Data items
=-=-=
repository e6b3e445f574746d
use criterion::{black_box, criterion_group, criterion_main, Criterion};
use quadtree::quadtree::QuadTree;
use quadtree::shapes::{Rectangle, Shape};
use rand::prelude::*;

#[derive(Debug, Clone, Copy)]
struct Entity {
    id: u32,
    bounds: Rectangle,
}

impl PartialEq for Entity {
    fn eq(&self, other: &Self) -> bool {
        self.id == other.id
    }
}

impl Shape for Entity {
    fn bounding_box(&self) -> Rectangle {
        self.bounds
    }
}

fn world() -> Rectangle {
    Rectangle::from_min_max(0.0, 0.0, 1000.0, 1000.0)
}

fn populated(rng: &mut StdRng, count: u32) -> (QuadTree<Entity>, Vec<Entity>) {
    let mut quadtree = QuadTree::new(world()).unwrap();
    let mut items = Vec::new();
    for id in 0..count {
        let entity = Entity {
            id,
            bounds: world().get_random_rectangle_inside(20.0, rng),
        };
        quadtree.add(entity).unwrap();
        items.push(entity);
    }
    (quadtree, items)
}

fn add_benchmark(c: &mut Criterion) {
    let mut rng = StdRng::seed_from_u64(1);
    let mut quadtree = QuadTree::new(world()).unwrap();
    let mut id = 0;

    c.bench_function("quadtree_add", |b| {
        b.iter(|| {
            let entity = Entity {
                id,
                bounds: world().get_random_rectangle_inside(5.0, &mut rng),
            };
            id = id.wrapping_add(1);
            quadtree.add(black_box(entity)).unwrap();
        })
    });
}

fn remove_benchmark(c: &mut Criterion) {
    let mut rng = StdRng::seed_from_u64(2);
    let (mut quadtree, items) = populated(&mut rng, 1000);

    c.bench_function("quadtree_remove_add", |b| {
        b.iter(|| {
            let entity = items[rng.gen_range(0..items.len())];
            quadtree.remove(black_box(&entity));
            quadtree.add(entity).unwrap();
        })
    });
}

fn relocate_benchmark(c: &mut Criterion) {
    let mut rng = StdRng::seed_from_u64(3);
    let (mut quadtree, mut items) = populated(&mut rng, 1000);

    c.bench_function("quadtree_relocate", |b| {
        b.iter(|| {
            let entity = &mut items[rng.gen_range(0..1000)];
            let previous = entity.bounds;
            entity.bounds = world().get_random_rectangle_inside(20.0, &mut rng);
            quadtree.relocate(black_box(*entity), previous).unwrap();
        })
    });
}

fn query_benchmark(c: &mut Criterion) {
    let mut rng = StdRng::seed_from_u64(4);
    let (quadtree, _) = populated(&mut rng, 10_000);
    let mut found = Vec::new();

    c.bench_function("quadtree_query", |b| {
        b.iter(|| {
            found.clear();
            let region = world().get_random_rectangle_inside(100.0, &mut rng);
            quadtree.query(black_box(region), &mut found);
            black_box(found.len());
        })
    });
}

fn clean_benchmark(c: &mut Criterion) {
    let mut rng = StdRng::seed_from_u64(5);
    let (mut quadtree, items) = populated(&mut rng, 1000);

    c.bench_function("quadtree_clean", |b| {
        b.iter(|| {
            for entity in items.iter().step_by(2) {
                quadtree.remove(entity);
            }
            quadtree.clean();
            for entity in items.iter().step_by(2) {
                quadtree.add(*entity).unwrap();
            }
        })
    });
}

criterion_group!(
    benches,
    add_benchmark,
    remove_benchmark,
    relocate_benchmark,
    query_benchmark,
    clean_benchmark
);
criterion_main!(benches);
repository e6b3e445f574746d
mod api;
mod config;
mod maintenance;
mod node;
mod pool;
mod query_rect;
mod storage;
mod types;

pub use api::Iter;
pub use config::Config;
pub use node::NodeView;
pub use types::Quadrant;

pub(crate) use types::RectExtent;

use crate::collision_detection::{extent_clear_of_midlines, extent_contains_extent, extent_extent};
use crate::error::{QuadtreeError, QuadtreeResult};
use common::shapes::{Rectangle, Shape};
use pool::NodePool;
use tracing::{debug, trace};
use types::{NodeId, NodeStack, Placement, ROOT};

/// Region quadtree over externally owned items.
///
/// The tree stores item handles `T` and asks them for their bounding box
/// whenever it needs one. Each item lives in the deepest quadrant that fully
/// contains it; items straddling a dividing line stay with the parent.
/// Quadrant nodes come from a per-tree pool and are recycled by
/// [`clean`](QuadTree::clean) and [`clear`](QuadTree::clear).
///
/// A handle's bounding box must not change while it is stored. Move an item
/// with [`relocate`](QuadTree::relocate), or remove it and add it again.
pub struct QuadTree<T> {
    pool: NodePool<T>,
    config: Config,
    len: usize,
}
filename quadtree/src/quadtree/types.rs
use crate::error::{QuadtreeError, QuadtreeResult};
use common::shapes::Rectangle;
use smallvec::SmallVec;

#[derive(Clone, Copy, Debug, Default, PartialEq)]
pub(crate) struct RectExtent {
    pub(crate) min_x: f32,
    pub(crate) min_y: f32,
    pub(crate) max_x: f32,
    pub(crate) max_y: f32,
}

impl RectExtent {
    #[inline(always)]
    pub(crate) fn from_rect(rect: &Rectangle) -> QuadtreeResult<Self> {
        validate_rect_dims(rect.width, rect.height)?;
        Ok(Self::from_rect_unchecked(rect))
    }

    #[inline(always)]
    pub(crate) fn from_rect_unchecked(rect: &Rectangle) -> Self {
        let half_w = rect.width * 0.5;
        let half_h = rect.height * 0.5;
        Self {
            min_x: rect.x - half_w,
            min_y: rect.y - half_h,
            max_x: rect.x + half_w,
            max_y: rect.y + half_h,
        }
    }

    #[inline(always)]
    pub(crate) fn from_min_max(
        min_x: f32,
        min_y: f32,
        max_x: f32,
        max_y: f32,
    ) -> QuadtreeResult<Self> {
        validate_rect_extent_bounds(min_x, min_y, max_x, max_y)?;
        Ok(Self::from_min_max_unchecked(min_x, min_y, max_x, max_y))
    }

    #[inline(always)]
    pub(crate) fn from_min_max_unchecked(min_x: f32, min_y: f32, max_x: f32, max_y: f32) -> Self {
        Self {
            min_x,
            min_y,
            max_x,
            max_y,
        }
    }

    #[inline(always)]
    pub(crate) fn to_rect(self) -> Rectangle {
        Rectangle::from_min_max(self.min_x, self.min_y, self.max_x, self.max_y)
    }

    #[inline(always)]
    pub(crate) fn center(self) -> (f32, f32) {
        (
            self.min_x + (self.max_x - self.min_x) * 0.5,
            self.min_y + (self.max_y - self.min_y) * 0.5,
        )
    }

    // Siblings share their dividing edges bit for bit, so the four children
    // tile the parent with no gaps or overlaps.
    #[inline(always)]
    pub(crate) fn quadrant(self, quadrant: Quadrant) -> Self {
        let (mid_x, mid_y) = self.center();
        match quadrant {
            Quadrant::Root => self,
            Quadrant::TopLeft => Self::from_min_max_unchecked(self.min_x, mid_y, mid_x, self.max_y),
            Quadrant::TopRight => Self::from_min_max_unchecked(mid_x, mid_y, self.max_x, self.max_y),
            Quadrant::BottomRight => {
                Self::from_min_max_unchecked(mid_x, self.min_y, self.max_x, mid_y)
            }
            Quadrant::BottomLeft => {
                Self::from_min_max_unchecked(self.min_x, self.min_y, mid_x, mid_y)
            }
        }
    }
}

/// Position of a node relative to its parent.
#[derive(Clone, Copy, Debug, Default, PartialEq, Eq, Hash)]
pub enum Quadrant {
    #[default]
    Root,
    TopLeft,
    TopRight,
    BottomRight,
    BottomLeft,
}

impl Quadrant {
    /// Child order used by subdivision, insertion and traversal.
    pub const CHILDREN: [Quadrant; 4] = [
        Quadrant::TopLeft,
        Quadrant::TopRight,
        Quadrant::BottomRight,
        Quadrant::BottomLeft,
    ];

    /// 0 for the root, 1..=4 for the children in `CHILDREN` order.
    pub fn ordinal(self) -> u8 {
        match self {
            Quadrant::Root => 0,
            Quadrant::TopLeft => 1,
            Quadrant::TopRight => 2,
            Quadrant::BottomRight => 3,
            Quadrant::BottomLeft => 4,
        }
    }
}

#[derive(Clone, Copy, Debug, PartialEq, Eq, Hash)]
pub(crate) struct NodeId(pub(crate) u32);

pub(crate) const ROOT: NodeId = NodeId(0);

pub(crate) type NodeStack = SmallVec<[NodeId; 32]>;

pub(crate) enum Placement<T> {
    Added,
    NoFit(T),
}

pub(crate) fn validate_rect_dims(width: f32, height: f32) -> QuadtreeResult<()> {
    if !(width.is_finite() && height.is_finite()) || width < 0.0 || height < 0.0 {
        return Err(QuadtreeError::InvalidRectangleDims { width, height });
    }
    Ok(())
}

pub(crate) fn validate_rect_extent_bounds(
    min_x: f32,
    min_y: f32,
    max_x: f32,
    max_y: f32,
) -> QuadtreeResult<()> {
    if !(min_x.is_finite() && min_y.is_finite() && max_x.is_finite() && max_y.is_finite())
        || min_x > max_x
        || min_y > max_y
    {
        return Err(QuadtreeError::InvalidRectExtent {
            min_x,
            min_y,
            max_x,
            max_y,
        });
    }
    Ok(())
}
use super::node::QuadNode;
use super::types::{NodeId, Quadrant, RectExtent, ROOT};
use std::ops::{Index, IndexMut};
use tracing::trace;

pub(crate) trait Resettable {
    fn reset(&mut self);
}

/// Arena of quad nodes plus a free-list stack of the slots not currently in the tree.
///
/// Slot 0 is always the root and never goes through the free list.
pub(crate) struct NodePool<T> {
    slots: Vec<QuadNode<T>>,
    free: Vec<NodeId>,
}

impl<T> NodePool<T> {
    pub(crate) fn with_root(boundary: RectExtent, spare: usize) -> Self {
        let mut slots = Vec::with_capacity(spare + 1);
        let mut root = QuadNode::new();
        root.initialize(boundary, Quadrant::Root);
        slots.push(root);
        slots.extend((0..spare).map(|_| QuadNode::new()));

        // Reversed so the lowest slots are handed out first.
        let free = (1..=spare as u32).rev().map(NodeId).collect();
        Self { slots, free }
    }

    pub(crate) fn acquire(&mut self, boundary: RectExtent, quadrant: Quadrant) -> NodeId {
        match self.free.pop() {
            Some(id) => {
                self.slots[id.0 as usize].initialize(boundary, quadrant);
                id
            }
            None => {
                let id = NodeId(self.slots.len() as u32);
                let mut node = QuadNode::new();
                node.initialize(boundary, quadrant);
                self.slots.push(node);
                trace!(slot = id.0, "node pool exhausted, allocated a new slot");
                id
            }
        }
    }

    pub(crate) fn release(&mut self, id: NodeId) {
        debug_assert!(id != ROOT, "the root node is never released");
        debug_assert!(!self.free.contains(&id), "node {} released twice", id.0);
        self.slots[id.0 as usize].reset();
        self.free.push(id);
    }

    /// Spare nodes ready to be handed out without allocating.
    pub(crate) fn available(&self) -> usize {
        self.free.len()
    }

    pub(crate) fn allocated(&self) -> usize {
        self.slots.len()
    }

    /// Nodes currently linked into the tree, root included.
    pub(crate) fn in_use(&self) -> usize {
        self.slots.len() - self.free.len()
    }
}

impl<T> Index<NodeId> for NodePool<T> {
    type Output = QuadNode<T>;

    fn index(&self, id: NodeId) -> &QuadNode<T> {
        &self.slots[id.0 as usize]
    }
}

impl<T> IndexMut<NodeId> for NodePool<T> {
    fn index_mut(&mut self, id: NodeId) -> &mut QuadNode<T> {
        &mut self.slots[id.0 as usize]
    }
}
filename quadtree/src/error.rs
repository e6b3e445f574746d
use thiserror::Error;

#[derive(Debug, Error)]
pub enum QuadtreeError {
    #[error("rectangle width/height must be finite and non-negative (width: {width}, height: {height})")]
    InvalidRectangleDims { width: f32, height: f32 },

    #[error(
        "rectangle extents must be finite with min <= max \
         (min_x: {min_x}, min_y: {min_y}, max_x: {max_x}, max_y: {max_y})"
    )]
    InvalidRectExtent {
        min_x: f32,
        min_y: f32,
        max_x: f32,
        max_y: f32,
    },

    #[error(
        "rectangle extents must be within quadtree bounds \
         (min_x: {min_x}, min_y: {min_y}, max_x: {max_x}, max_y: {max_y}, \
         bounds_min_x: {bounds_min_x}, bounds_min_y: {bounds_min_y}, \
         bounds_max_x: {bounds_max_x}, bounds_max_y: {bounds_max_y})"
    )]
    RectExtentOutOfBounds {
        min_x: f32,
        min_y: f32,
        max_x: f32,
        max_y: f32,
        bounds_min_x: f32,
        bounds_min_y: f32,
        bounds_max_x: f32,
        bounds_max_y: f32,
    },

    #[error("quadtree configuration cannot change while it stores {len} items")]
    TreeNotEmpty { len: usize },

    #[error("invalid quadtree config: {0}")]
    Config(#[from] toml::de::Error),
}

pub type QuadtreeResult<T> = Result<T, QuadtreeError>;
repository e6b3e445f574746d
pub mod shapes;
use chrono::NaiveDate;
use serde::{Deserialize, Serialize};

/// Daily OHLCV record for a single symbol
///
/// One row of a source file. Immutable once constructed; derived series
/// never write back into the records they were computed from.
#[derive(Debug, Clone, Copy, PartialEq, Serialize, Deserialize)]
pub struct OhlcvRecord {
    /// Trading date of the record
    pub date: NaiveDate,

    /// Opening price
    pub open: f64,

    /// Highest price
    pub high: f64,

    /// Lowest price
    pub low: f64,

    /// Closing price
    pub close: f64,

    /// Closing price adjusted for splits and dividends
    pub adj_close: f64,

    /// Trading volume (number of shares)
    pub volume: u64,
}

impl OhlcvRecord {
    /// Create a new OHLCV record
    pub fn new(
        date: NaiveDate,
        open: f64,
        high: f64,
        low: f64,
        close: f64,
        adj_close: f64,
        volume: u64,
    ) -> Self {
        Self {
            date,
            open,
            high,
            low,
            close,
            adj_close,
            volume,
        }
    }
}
=-=-=
# [Task details]
Please return exactly the lines from the opening line of the data above through the line with "fn bounding_box(&self) ->", both included and nothing else.

# [Answer box]
repository e6b3e445f574746d
use criterion::{black_box, criterion_group, criterion_main, Criterion};
use quadtree::quadtree::QuadTree;
use quadtree::shapes::{Rectangle, Shape};
use rand::prelude::*;

#[derive(Debug, Clone, Copy)]
struct Entity {
    id: u32,
    bounds: Rectangle,
}

impl PartialEq for Entity {
    fn eq(&self, other: &Self) -> bool {
        self.id == other.id
    }
}

impl Shape for Entity {
    fn bounding_box(&self) -> Rectangle {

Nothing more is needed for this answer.